I will never forget how hard I cried while watching "Les Mis" after we broke up.
We were middle school sweethearts. He had a crush on me in seventh grade. I knew because he told my best friend. He was, and still is, the type of person that’s quite shy and introverted until he’s comfortable, so naturally, there was a marginal chance anything would have come of his puppy love. But, we slow-danced at our school semiformal. I will never forget his spindly, shaking fingers on my waist.
After becoming friends though a mutual friend in eighth grade, we started “dating,” or whatever that might happen to consist of at age 14. I will never forget when he kissed me in the stairwell after school. How he hyped up some supposedly mysterious “special surprise,” as if I didn’t already know what it was. How he didn’t know that it was my first kiss.
Of course, due to pathetic middle school drama that I honestly haven’t been able to recall for years now, we broke up. Sad. I was angry and hurt and I got over it rather quickly.
Never once did I hate him for whatever happened between us. I did not feel vindictive. I defied my own hot-headed personality.
We casually Facebook messaged throughout high school, periodically checking in, discussing music or other random things. In the summer before senior year, he asked me if I wanted to hang out sometime, “to clarify, I think you’re eggcellent,” with a picture of two hugging fried eggs. I will never forget how we watched Netflix (before it became Netflix and Chill), exchanged jokes of questionable taste, and talked deeply. It was really great.
But the baggage, oh the baggage. On both sides. Neither of us were in the best of places, battling personal demons and fighting ourselves and our friends and our families. It was the wrong time for either of us to try and give each other that bit of yourself you keep hidden away. It was the wrong time with the wrong person.

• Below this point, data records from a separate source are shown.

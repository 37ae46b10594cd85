//! Tessera CLI - training jobs and link prediction from the command line.
//!
//! Every command works on a workspace directory (see `FsBackend` for the
//! layout). Graphs are placed under `graphs/{scope}.json` by the host.
//!
//! # Usage
//!
//! ```bash
//! # Queue a training job for a scope
//! tessera -w ./ws enqueue physics --total-epochs 100 --epochs 25
//!
//! # One invocation: advance one job by one slice (run on a schedule)
//! tessera -w ./ws step
//!
//! # Inspect jobs
//! tessera -w ./ws jobs
//!
//! # Query the persisted vectors of a finished scope
//! tessera -w ./ws predict tail physics --head marie --relation discovered
//! tessera -w ./ws score physics marie discovered radium
//! tessera -w ./ws similar entities physics marie -k 5
//!
//! # Rank-based evaluation on head,relation,tail lines
//! tessera -w ./ws evaluate physics test.csv
//! ```

use anyhow::{bail, Context, Result};
use clap::{Parser, Subcommand};
use indicatif::ProgressBar;
use std::fs;
use std::path::{Path, PathBuf};
use std::time::{Duration, Instant};
use tessera_core::Triplet;
use tessera_jobs::{
    EmbeddingSource, FsBackend, JobQueue, Orchestrator, OrchestratorConfig, TrainingJob,
};
use tessera_kge::{Prediction, Predictor};
use tracing_subscriber::EnvFilter;

#[derive(Parser)]
#[command(name = "tessera")]
#[command(about = "Knowledge graph embedding jobs and link prediction", long_about = None)]
struct Cli {
    /// Workspace directory
    #[arg(short, long, global = true, default_value = ".")]
    workspace: PathBuf,

    /// Orchestrator config file (JSON)
    #[arg(long, global = true)]
    config: Option<PathBuf>,

    /// Override the staleness threshold, in seconds
    #[arg(long, global = true)]
    stale_after: Option<u64>,

    /// Increase log verbosity (-v info, -vv debug, -vvv trace)
    #[arg(short, long, global = true, action = clap::ArgAction::Count)]
    verbose: u8,

    #[command(subcommand)]
    command: Commands,
}

#[derive(Subcommand)]
enum Commands {
    /// Queue a training job for a scope
    Enqueue {
        /// Scope (graph / topic) to train on
        scope: String,

        /// Total epoch budget
        #[arg(long)]
        total_epochs: Option<usize>,

        /// Epochs per invocation slice
        #[arg(long)]
        epochs: Option<usize>,

        /// Embedding dimension
        #[arg(long)]
        dimensions: Option<usize>,

        /// Learning rate
        #[arg(long)]
        learning_rate: Option<f32>,

        /// Margin of the ranking loss
        #[arg(long)]
        margin: Option<f32>,

        /// Batch size
        #[arg(long)]
        batch_size: Option<usize>,

        /// Random seed
        #[arg(long)]
        seed: Option<u64>,
    },

    /// Advance one job by one slice and print the outcome as JSON
    Step,

    /// List training jobs
    Jobs,

    /// Predict missing parts of a triplet
    Predict {
        #[command(subcommand)]
        target: PredictTarget,
    },

    /// Plausibility of one triplet, in (0, 1]
    Score {
        scope: String,
        head: String,
        relation: String,
        tail: String,
    },

    /// Nearest neighbours by cosine similarity
    Similar {
        #[command(subcommand)]
        target: SimilarTarget,
    },

    /// Rank-based metrics over a CSV of head,relation,tail lines
    Evaluate {
        scope: String,

        /// Test triplets file
        input: PathBuf,
    },
}

#[derive(Subcommand)]
enum PredictTarget {
    /// (head, relation, ?)
    Tail {
        scope: String,
        #[arg(long)]
        head: String,
        #[arg(long)]
        relation: String,
        #[arg(short, default_value = "10")]
        k: usize,
    },
    /// (?, relation, tail)
    Head {
        scope: String,
        #[arg(long)]
        relation: String,
        #[arg(long)]
        tail: String,
        #[arg(short, default_value = "10")]
        k: usize,
    },
    /// (head, ?, tail)
    Relation {
        scope: String,
        #[arg(long)]
        head: String,
        #[arg(long)]
        tail: String,
        #[arg(short, default_value = "10")]
        k: usize,
    },
}

#[derive(Subcommand)]
enum SimilarTarget {
    /// Entities closest to an entity
    Entities {
        scope: String,
        id: String,
        #[arg(short, default_value = "10")]
        k: usize,
    },
    /// Relation types closest to a relation type
    Relations {
        scope: String,
        relation: String,
        #[arg(short, default_value = "10")]
        k: usize,
    },
}

fn main() -> Result<()> {
    let cli = Cli::parse();
    init_logging(cli.verbose);

    let config = load_config(cli.config.as_deref(), cli.stale_after)?;
    let backend = FsBackend::open(&cli.workspace)
        .with_context(|| format!("Failed to open workspace {}", cli.workspace.display()))?;

    match cli.command {
        Commands::Enqueue {
            scope,
            total_epochs,
            epochs,
            dimensions,
            learning_rate,
            margin,
            batch_size,
            seed,
        } => {
            let mut training = config.default_training.clone();
            if let Some(v) = epochs {
                training = training.with_epochs(v);
            }
            if let Some(v) = dimensions {
                training = training.with_dimensions(v);
            }
            if let Some(v) = learning_rate {
                training = training.with_learning_rate(v);
            }
            if let Some(v) = margin {
                training = training.with_margin(v);
            }
            if let Some(v) = batch_size {
                training = training.with_batch_size(v);
            }
            if let Some(v) = seed {
                training = training.with_seed(v);
            }
            cmd_enqueue(&backend, config, &scope, training, total_epochs)
        }
        Commands::Step => cmd_step(&backend, config),
        Commands::Jobs => cmd_jobs(&backend),
        Commands::Predict { target } => cmd_predict(&backend, target),
        Commands::Score {
            scope,
            head,
            relation,
            tail,
        } => cmd_score(&backend, &scope, &head, &relation, &tail),
        Commands::Similar { target } => cmd_similar(&backend, target),
        Commands::Evaluate { scope, input } => cmd_evaluate(&backend, &scope, &input),
    }
}

fn init_logging(verbose: u8) {
    let level = match verbose {
        0 => "warn",
        1 => "info",
        2 => "debug",
        _ => "trace",
    };
    let filter = EnvFilter::try_from_default_env().unwrap_or_else(|_| EnvFilter::new(level));
    tracing_subscriber::fmt()
        .with_env_filter(filter)
        .with_writer(std::io::stderr)
        .init();
}

fn load_config(path: Option<&Path>, stale_after: Option<u64>) -> Result<OrchestratorConfig> {
    let mut config = match path {
        Some(path) => OrchestratorConfig::from_json_file(path)
            .with_context(|| format!("Failed to load config {}", path.display()))?,
        None => OrchestratorConfig::default(),
    };
    if let Some(secs) = stale_after {
        config = config.with_stale_after(Duration::from_secs(secs));
    }
    Ok(config)
}

fn load_predictor(backend: &FsBackend, scope: &str) -> Result<Predictor> {
    let start = Instant::now();
    let pb = ProgressBar::new_spinner();
    pb.set_message(format!("Loading embeddings for {}...", scope));

    let embeddings = backend
        .load_embeddings(scope)
        .with_context(|| format!("Failed to load embeddings for scope {}", scope))?;
    if embeddings.is_empty() {
        pb.finish_and_clear();
        bail!("No embeddings for scope {}; has its training job completed?", scope);
    }

    pb.finish_with_message(format!("Loaded in {:.2?}", start.elapsed()));
    Ok(embeddings.into_predictor())
}

fn cmd_enqueue(
    backend: &FsBackend,
    config: OrchestratorConfig,
    scope: &str,
    training: tessera_kge::TrainingConfig,
    total_epochs: Option<usize>,
) -> Result<()> {
    let orch = Orchestrator::with_backend(config, backend);
    let job = orch
        .enqueue(scope, Some(training), total_epochs)
        .with_context(|| format!("Failed to enqueue job for scope {}", scope))?;

    println!("Enqueued {}", job.id);
    println!(
        "Scope: {} | budget: {} epochs | slice: {} epochs",
        job.scope_id, job.total_epoch_budget, job.config.epochs
    );
    Ok(())
}

fn cmd_step(backend: &FsBackend, config: OrchestratorConfig) -> Result<()> {
    let orch = Orchestrator::with_backend(config, backend);

    let start = Instant::now();
    let pb = ProgressBar::new_spinner();
    pb.enable_steady_tick(Duration::from_millis(120));
    pb.set_message("Training...");

    let outcome = orch.run_once();
    pb.finish_and_clear();
    let outcome = outcome.context("Training invocation failed")?;

    tracing::info!(elapsed = ?start.elapsed(), "invocation finished");
    println!("{}", serde_json::to_string_pretty(&outcome)?);
    Ok(())
}

fn cmd_jobs(backend: &FsBackend) -> Result<()> {
    let jobs = backend.list().context("Failed to list jobs")?;

    println!("Jobs ({} total):", jobs.len());
    for job in &jobs {
        println!("  {}", describe_job(job));
        if let Some(err) = &job.error {
            println!("    error: {}", err);
        }
    }
    Ok(())
}

fn describe_job(job: &TrainingJob) -> String {
    format!(
        "{} [{}] {} {}/{} epochs ({:.0}%)",
        job.id,
        job.status,
        job.scope_id,
        job.processed_epochs,
        job.total_epoch_budget,
        job.progress() * 100.0
    )
}

fn print_predictions(title: &str, predictions: &[Prediction]) {
    println!("{}", title);
    for p in predictions {
        println!("{}. {} ({:.4})", p.rank, p.id, p.score);
    }
}

fn cmd_predict(backend: &FsBackend, target: PredictTarget) -> Result<()> {
    match target {
        PredictTarget::Tail {
            scope,
            head,
            relation,
            k,
        } => {
            let predictor = load_predictor(backend, &scope)?;
            let preds = predictor.predict_tail(&head, &relation, k)?;
            print_predictions(&format!("({}, {}, ?)", head, relation), &preds);
        }
        PredictTarget::Head {
            scope,
            relation,
            tail,
            k,
        } => {
            let predictor = load_predictor(backend, &scope)?;
            let preds = predictor.predict_head(&relation, &tail, k)?;
            print_predictions(&format!("(?, {}, {})", relation, tail), &preds);
        }
        PredictTarget::Relation {
            scope,
            head,
            tail,
            k,
        } => {
            let predictor = load_predictor(backend, &scope)?;
            let preds = predictor.predict_relation(&head, &tail, k)?;
            print_predictions(&format!("({}, ?, {})", head, tail), &preds);
        }
    }
    Ok(())
}

fn cmd_score(
    backend: &FsBackend,
    scope: &str,
    head: &str,
    relation: &str,
    tail: &str,
) -> Result<()> {
    let predictor = load_predictor(backend, scope)?;
    let score = predictor.triplet_score(head, relation, tail)?;
    println!("{:.6}", score);
    Ok(())
}

fn cmd_similar(backend: &FsBackend, target: SimilarTarget) -> Result<()> {
    match target {
        SimilarTarget::Entities { scope, id, k } => {
            let predictor = load_predictor(backend, &scope)?;
            let sims = predictor.find_similar_entities(&id, k)?;
            print_predictions(&format!("Entities similar to {}:", id), &sims);
        }
        SimilarTarget::Relations { scope, relation, k } => {
            let predictor = load_predictor(backend, &scope)?;
            let sims = predictor.find_similar_relations(&relation, k)?;
            print_predictions(&format!("Relations similar to {}:", relation), &sims);
        }
    }
    Ok(())
}

fn read_triplets(input: &Path) -> Result<Vec<Triplet>> {
    let content = fs::read_to_string(input)
        .with_context(|| format!("Failed to read {}", input.display()))?;

    let mut triplets = Vec::new();
    for (i, line) in content.lines().enumerate() {
        let line = line.trim();
        if line.is_empty() || line.starts_with('#') {
            continue;
        }
        match Triplet::from_csv_line(line) {
            Some(t) => triplets.push(t),
            None => bail!("{}:{}: expected head,relation,tail", input.display(), i + 1),
        }
    }
    Ok(triplets)
}

fn cmd_evaluate(backend: &FsBackend, scope: &str, input: &Path) -> Result<()> {
    let triplets = read_triplets(input)?;
    let predictor = load_predictor(backend, scope)?;

    let start = Instant::now();
    let metrics = predictor.evaluate_graph_completeness(&triplets)?;
    println!(
        "Evaluated {} triplets in {:.2?}",
        triplets.len(),
        start.elapsed()
    );
    println!("{}", metrics.summary());
    Ok(())
}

Yes, it ended in tears. It ended with a long, out-of-state phone call, leaving him numb and feeling as if he’d just accidentally run over the neighbor’s cat with his car. I was the neighbor.
Instead of wallowing in self-pity, instead of building a wall, instead of starting a Cold War, I talked to my friends, and I watched "Les Mis." I will never forget how hard I cried when Anne Hathaway died. I can never forget how I pulled myself together.
I could never hate him. I admire the way his mind operates, I respect what he thinks, how he feels, his life, his family, and all the events that have shaped him into who he is. I know it would never have worked out, our outlooks on life are much too different, but I will never stop wishing the best for him in everything that he does.
After we broke up, we talked casually for a while. One day, out of the blue, he messaged me about books and this writer named Charles Bukowski. I borrowed his copy of Bukowski’s novel "Ham on Rye" and a collection of poems. Bukowski is now one of my favorite authors.